What the task asks: In the records, find every line with the word "scopes" and copy it out.
*** Records for processing
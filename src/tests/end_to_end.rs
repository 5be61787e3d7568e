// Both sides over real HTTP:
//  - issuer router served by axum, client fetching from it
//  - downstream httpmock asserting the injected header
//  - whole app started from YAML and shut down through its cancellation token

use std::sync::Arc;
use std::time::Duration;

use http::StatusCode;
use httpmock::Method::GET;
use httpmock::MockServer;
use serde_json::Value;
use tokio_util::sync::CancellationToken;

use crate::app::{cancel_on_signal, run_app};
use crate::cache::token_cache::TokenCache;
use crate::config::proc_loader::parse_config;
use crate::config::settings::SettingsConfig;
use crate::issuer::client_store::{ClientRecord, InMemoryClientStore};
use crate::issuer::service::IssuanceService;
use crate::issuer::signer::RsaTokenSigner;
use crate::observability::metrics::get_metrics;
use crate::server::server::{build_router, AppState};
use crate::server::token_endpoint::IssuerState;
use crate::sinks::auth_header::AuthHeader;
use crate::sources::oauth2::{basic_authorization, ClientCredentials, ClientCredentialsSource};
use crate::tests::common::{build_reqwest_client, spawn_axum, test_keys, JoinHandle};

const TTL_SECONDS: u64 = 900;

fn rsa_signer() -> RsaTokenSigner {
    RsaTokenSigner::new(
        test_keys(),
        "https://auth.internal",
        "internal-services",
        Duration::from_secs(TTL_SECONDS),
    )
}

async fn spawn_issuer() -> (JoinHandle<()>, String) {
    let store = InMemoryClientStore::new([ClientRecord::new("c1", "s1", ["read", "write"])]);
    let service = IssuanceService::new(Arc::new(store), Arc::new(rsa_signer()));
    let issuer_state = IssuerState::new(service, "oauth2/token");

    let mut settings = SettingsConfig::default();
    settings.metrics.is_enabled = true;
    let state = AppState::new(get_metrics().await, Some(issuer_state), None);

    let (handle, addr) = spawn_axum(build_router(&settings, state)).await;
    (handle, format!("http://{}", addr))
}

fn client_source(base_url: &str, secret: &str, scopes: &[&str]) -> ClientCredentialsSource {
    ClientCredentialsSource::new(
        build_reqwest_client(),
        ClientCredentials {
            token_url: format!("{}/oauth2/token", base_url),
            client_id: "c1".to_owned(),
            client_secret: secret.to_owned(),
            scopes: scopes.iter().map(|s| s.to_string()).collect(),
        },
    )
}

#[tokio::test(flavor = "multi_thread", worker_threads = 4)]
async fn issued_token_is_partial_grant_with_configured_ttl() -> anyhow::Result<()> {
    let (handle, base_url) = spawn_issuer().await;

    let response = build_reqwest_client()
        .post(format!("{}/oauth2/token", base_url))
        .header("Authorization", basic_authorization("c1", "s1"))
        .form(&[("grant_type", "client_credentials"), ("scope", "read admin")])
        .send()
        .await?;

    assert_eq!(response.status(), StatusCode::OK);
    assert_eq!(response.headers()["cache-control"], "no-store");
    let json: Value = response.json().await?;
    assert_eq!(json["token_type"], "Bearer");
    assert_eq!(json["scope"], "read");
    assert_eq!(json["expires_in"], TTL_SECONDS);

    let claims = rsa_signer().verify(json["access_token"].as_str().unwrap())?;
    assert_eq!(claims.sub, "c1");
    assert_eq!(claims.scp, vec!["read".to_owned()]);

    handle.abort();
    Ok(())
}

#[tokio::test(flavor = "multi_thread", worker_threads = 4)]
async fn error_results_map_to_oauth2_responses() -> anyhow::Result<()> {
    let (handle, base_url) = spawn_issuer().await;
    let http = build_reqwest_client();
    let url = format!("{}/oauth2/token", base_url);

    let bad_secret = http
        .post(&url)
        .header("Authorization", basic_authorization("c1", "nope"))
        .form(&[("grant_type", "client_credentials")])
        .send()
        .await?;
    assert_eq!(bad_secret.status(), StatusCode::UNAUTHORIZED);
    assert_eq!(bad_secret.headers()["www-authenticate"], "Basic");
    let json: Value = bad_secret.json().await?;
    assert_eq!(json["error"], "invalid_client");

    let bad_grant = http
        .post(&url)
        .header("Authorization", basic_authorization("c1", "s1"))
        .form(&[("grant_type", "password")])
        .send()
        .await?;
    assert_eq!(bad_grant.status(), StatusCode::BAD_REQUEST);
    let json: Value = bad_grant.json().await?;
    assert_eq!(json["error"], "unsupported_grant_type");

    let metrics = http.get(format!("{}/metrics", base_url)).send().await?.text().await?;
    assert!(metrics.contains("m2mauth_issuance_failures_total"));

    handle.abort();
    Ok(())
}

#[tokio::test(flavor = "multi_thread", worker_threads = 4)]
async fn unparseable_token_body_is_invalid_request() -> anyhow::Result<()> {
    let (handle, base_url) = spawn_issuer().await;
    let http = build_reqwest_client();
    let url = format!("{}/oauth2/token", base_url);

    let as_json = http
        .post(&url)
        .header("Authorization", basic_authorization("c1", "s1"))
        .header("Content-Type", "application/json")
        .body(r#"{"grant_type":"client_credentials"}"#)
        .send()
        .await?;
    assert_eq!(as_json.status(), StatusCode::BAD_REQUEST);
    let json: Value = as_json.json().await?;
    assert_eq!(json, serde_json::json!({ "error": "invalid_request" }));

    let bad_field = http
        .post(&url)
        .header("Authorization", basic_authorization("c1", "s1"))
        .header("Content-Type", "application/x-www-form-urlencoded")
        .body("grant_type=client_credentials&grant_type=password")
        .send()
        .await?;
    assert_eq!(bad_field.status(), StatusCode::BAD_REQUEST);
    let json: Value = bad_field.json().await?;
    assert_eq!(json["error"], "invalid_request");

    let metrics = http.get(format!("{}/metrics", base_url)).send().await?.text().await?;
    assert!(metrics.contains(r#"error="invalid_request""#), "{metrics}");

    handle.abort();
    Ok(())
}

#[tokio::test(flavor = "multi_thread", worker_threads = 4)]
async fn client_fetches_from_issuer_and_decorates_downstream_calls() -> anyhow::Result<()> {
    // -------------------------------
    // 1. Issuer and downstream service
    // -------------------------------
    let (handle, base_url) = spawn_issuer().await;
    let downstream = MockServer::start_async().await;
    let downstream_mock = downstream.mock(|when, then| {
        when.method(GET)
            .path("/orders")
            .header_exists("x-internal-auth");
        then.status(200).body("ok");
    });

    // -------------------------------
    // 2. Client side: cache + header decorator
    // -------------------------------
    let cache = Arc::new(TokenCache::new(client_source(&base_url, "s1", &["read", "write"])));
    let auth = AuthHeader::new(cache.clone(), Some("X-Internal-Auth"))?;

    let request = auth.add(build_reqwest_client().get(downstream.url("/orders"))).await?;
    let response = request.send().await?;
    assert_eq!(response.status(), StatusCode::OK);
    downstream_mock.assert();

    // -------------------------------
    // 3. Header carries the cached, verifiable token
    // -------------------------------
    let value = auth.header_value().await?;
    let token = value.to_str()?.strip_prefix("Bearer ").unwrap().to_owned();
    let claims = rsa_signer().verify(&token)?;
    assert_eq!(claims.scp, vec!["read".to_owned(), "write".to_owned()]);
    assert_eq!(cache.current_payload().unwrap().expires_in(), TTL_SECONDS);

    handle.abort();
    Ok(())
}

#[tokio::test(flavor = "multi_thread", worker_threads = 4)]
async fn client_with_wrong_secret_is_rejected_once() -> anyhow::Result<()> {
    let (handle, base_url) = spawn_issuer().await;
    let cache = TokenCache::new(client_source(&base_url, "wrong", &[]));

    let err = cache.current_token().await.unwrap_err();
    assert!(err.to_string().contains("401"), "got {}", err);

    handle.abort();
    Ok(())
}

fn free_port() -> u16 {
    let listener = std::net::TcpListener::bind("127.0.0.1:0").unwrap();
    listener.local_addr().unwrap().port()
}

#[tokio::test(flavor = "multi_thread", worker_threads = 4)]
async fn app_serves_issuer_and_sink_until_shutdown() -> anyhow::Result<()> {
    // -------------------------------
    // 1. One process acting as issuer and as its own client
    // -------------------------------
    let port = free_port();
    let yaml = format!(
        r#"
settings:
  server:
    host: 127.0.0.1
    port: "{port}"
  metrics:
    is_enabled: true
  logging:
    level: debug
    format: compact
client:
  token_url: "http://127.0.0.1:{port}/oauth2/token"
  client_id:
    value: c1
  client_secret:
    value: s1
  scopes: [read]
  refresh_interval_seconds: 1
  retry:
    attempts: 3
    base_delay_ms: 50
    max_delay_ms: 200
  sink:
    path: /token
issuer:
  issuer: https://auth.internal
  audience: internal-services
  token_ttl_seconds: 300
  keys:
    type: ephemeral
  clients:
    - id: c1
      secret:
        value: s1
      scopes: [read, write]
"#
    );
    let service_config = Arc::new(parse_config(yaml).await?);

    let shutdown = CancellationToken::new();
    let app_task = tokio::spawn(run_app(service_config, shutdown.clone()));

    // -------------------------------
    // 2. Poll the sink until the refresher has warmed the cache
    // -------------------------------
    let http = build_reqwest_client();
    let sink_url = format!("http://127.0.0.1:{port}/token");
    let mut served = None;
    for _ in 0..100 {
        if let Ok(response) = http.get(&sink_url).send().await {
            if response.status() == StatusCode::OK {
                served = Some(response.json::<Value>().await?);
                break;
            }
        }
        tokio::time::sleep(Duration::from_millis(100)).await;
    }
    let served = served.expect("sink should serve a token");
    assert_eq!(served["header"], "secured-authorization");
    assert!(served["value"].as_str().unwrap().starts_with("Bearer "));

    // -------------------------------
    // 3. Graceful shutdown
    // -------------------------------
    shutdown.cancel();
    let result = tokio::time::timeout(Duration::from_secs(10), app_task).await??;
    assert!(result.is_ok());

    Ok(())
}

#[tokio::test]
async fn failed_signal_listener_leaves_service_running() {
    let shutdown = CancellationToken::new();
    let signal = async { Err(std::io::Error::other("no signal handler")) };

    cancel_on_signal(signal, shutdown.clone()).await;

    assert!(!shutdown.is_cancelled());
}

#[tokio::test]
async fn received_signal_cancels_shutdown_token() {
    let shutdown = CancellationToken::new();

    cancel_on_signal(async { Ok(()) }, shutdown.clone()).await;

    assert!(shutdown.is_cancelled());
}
******
Solved exercise:
fn client_source(base_url: &str, secret: &str, scopes: &[&str]) -> ClientCredentialsSource {
            scopes: scopes.iter().map(|s| s.to_string()).collect(),
  scopes: [read]
      scopes: [read, write]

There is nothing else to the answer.